Few American political figures have earned the status of King. But as we celebrate his life, let’s not forget his years of hard work in the difficult, time-consuming nitty gritty of civil disobedience. This year especially, as civil liberties are being eroded and people all over the political spectrum are feeling disenfranchised from the political system, events celebrating MLK Day offer us the chance to look to King not only as a symbol of our hopes but as an instructor of how to bring them about–take a day on, not a day off.
King left us instructions. In his “Letter from a Birmingham Jail,” he laid out the four steps of non-violent civil disobedience: First, collect the facts to determine if injustice is being done. Second, negotiate. The third step he called “self-purification,” a process of asking whether one’s motives, goals and stamina are sufficient to face the consequences of step four: direct action.
Students from UNC will discuss these strategies and other legacies of the Civil Rights Movement at “The Movement Continues: A Forum on Student Activism” at UNC’s Toy Lounge next Thursday, Jan. 22 at 7:30 p.m.
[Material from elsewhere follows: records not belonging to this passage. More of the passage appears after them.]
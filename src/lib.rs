//! tenantcni - per-node tenant IPAM for a multi-tenant Kubernetes CNI
//!
//! Every node runs one agent. The agent carves its node pod CIDR into
//! fixed-size subnets, hands one to each Tenant that lists the node as a
//! member, and records the claim on disk, on the Node (as a label) and in the
//! Tenant status.
//!
//! # Modules
//!
//! - [`ipam`] - CIDR partitioning, the crash-safe node store and the
//!   allocation protocol
//! - [`queue`] - deduplicating reconcile queue with per-key exclusion
//! - [`crd`] - the Tenant custom resource
//! - [`controller`] - watch, reconcile and worker pool
//! - [`bootstrap`] - node discovery, store seeding, default tenant
//! - [`config`] - configuration values and defaults
//! - [`retry`] - backoff schedule
//! - [`error`] - error types

#![deny(missing_docs)]

pub mod bootstrap;
pub mod config;
pub mod controller;
pub mod crd;
pub mod error;
pub mod ipam;
pub mod queue;
pub mod retry;

pub use error::Error;

/// Result type alias using our custom Error type
pub type Result<T> = std::result::Result<T, Error>;
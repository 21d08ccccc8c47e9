//! Shared utilities for CLI commands.

use std::sync::LazyLock;

use anyhow::Context;
use chrono::{DateTime, Duration, Utc};
use regex::Regex;

/// `N <unit>[s] ago`, e.g. `30 minutes ago`.
static RELATIVE_TIME_RE: LazyLock<Regex> = LazyLock::new(|| {
    Regex::new(r"^(?P<amount>\d+)\s+(?P<unit>minute|hour|day|week)s?\s+ago$").unwrap()
});

/// Furthest a relative bound may reach back, roughly 1000 years.
const MAX_LOOKBACK_SECONDS: i64 = 1000 * 365 * 24 * 60 * 60;

/// Parses the `--since` bound for `summary`.
///
/// Accepts RFC 3339 (`2026-01-15T10:30:00Z`, `2026-01-15T12:30:00+02:00`) or a
/// relative time (`2 hours ago`, `1 week ago`).
pub fn parse_since(s: &str) -> anyhow::Result<DateTime<Utc>> {
    resolve_since(s, Utc::now()).with_context(|| format!("invalid --since value {s:?}"))
}

fn resolve_since(s: &str, now: DateTime<Utc>) -> anyhow::Result<DateTime<Utc>> {
    let s = s.trim();
    if let Ok(dt) = DateTime::parse_from_rfc3339(s) {
        return Ok(dt.with_timezone(&Utc));
    }
    Ok(now - lookback(s)?)
}

/// How far back a relative time such as `3 days ago` reaches.
fn lookback(s: &str) -> anyhow::Result<Duration> {
    let Some(caps) = RELATIVE_TIME_RE.captures(s) else {
        anyhow::bail!(
            "expected RFC 3339 (e.g., 2026-01-15T10:30:00Z) or relative time (e.g., '2 hours ago')"
        );
    };

    let unit_seconds: i64 = match &caps["unit"] {
        "minute" => 60,
        "hour" => 60 * 60,
        "day" => 24 * 60 * 60,
        "week" => 7 * 24 * 60 * 60,
        unit => anyhow::bail!("unknown time unit: {unit}"),
    };

    let seconds = caps["amount"]
        .parse::<i64>()
        .ok()
        .and_then(|amount| amount.checked_mul(unit_seconds))
        .filter(|seconds| *seconds <= MAX_LOOKBACK_SECONDS);
    let Some(seconds) = seconds else {
        anyhow::bail!("lookback too large: {s}");
    };

    Ok(Duration::seconds(seconds))
}

#[cfg(test)]
mod tests {
    use super::*;

    fn now() -> DateTime<Utc> {
        DateTime::parse_from_rfc3339("2025-01-29T12:00:00Z")
            .unwrap()
            .with_timezone(&Utc)
    }

    #[test]
    fn parses_rfc3339_in_utc() {
        let parsed = resolve_since("2099-01-01T00:00:00Z", now()).unwrap();
        assert_eq!(parsed.to_rfc3339(), "2099-01-01T00:00:00+00:00");
    }

    #[test]
    fn normalizes_offsets_to_utc() {
        let parsed = resolve_since("2025-01-29T14:00:00+02:00", now()).unwrap();
        assert_eq!(parsed, now());
    }

    #[test]
    fn parses_relative_times() {
        assert_eq!(
            resolve_since("2 hours ago", now()).unwrap(),
            now() - Duration::hours(2)
        );
        assert_eq!(
            resolve_since("1 day ago", now()).unwrap(),
            now() - Duration::days(1)
        );
        assert_eq!(
            resolve_since("30 minutes ago", now()).unwrap(),
            now() - Duration::minutes(30)
        );
        assert_eq!(
            resolve_since("1 week ago", now()).unwrap(),
            now() - Duration::weeks(1)
        );
    }

    #[test]
    fn rejects_oversized_relative_times() {
        let err = resolve_since("99999999 weeks ago", now()).unwrap_err();
        assert!(err.to_string().contains("too large"));
    }

    #[test]
    fn rejects_amounts_beyond_i64() {
        let err = resolve_since("99999999999999999999 minutes ago", now()).unwrap_err();
        assert!(err.to_string().contains("too large"));
    }

    #[test]
    fn tolerates_surrounding_whitespace() {
        assert_eq!(
            resolve_since("  1 hour ago\n", now()).unwrap(),
            now() - Duration::hours(1)
        );
    }

    #[test]
    fn parse_since_error_names_the_flag() {
        let err = parse_since("not-a-time").unwrap_err();
        let message = format!("{err:#}");
        assert!(message.contains("invalid --since"), "got: {message}");
        assert!(message.contains("not-a-time"), "got: {message}");
    }

    #[test]
    fn rejects_date_without_time() {
        assert!(parse_since("2025-01-01").is_err());
    }
}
According to Fred Battle, president of the Chapel Hill-Carrboro branch of the NAACP, all of this year’s King Day celebrations in Chapel Hill are about getting out the vote. A special Monday service at 10 a.m. at the First Baptist Church on North Roberson Street will honor Rebecca Clark, a Chapel Hill resident who’s been getting residents out to the polls for decades.
After the service comes Chapel Hill’s annual march along Franklin Street, ending with a rally in front of the U.S. Post Office.
Meanwhile in Raleigh, marchers will meet in front of the Capitol Building at 10 a.m. to march.
Durham’s march will begin Saturday at 11 a.m. on Ramseur Street downtown, heading toward the Hayti Heritage Center.
The annual oratorical contest Monday at 6 p.m. at UNC-Chapel Hill’s Tate Turnery Kurault Auditorium is a competitive look at the consequences of political disengagement: Contestants address the notion that the lack of political involvement of America’s youth inadvertently destroys their society.
UNC’s events continue into next week, with a keynote speech by Dr. Johnnetta B. Cole, whose tenure as president of Spelman College in the late 1980s brought it to the top of national college rankings.
Speeches at Duke also promise to rouse the mind and spirit. Raleigh attorney and former state House Speaker Dan Blue lectures at the Duke Clinical Research Institute at 2 p.m. on Friday. On Sunday, Harvard Law Professor Charles Ogletree (Anita Hill’s attorney in the Clarence Thomas case) speaks at Duke Chapel at 4 p.m.
The highlight of Monday’s events at Duke is “Move on Up a Little Higher: Sermons and Songs by Martin Luther King Jr. and Mahalia Jackson,” at 7 p.m. in Reynolds Theater.
Cary will host a festival full of King events, beginning Friday with a vocal concert at Greenwood Forest Baptist Church.
Children are welcome at the Community Expo on Saturday, also at the church, from 12-3 p.m. Live music performances, storytelling, author readings and kids’ activities will culminate in a 2 p.m. rally commemorating King’s “I Have a Dream” speech.
To understand King’s dream, we have to take our heads out of the clouds. His life’s work exemplifies the moral imperative and inevitability of seemingly impossible change. The impossible (even the unelectable) must come to pass–but only if we lay ourselves on the line.